- [Task to carry out]
Run through the records and, wherever a line holds the word "PartialEq", return that line.

Saved entries
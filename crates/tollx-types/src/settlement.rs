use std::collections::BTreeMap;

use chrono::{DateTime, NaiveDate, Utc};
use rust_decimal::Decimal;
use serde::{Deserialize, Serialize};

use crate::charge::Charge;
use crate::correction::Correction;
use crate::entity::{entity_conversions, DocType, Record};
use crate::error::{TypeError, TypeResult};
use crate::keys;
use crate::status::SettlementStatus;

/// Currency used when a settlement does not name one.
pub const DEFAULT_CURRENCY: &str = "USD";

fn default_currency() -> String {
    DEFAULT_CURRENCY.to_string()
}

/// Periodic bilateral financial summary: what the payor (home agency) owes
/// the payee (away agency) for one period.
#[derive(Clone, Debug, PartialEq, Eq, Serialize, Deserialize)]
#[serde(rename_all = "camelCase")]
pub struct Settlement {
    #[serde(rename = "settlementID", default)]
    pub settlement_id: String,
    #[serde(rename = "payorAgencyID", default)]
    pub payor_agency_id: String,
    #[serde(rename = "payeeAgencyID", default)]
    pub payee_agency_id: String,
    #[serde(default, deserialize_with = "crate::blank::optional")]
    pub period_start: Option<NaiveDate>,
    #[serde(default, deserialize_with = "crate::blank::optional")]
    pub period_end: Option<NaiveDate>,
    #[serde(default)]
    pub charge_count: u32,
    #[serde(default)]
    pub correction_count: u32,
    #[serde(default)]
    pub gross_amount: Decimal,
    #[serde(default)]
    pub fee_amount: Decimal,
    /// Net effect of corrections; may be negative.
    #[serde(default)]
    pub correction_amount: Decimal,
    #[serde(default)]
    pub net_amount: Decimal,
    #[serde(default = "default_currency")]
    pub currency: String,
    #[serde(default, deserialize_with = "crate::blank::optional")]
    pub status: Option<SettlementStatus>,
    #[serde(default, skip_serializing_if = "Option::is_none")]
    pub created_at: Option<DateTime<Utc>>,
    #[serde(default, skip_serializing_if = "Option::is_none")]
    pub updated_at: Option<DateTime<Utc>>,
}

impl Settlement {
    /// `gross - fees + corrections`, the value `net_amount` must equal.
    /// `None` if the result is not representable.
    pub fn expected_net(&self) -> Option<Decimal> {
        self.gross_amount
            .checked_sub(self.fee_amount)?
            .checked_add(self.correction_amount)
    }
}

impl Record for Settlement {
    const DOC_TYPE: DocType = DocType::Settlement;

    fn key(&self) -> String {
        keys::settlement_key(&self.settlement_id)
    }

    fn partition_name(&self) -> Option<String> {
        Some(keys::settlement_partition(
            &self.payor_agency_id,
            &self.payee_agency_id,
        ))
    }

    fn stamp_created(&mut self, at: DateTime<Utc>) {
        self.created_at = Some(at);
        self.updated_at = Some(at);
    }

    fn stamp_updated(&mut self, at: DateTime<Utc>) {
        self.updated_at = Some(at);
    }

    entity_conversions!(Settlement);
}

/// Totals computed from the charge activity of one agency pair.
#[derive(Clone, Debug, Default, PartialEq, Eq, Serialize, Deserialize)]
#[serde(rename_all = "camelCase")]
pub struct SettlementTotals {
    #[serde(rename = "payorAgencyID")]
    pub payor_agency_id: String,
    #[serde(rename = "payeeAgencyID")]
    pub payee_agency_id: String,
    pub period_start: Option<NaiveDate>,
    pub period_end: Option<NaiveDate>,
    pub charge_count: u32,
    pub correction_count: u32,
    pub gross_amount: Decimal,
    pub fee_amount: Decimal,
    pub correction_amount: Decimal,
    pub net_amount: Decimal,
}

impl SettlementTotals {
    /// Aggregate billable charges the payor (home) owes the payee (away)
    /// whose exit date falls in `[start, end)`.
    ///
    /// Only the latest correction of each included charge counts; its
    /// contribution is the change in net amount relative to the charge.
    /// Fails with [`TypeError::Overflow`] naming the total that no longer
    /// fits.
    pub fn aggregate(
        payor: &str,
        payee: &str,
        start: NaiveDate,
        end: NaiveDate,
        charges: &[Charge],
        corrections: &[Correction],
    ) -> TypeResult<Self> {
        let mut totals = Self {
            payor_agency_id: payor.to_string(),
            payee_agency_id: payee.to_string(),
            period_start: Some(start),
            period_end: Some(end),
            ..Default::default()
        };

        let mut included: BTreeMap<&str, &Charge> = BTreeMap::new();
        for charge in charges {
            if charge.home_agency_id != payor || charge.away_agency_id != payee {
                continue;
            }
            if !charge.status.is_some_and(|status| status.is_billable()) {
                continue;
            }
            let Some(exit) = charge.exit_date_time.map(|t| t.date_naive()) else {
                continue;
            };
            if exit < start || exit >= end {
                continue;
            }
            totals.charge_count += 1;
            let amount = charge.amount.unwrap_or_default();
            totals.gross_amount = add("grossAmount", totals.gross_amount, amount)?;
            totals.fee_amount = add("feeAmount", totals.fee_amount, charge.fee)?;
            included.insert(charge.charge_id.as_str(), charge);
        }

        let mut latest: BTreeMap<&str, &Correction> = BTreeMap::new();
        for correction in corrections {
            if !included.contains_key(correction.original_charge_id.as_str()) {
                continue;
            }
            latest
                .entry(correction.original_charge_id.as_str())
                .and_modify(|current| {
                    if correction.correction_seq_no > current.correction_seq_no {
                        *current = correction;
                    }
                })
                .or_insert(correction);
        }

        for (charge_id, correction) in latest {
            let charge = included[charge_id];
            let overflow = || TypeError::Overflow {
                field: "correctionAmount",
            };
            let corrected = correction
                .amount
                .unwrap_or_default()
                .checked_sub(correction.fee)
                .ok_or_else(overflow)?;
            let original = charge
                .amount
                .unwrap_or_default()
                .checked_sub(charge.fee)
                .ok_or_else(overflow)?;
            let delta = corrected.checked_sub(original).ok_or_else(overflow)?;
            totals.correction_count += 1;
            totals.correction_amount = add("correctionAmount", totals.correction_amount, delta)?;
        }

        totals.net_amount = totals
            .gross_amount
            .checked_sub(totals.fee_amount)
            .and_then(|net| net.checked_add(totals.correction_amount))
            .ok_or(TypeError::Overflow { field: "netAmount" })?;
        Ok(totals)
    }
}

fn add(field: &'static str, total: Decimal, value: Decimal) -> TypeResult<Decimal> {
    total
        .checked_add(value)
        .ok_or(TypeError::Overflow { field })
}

- [Written solution]
#[derive(Clone, Debug, PartialEq, Eq, Serialize, Deserialize)]
#[derive(Clone, Debug, Default, PartialEq, Eq, Serialize, Deserialize)]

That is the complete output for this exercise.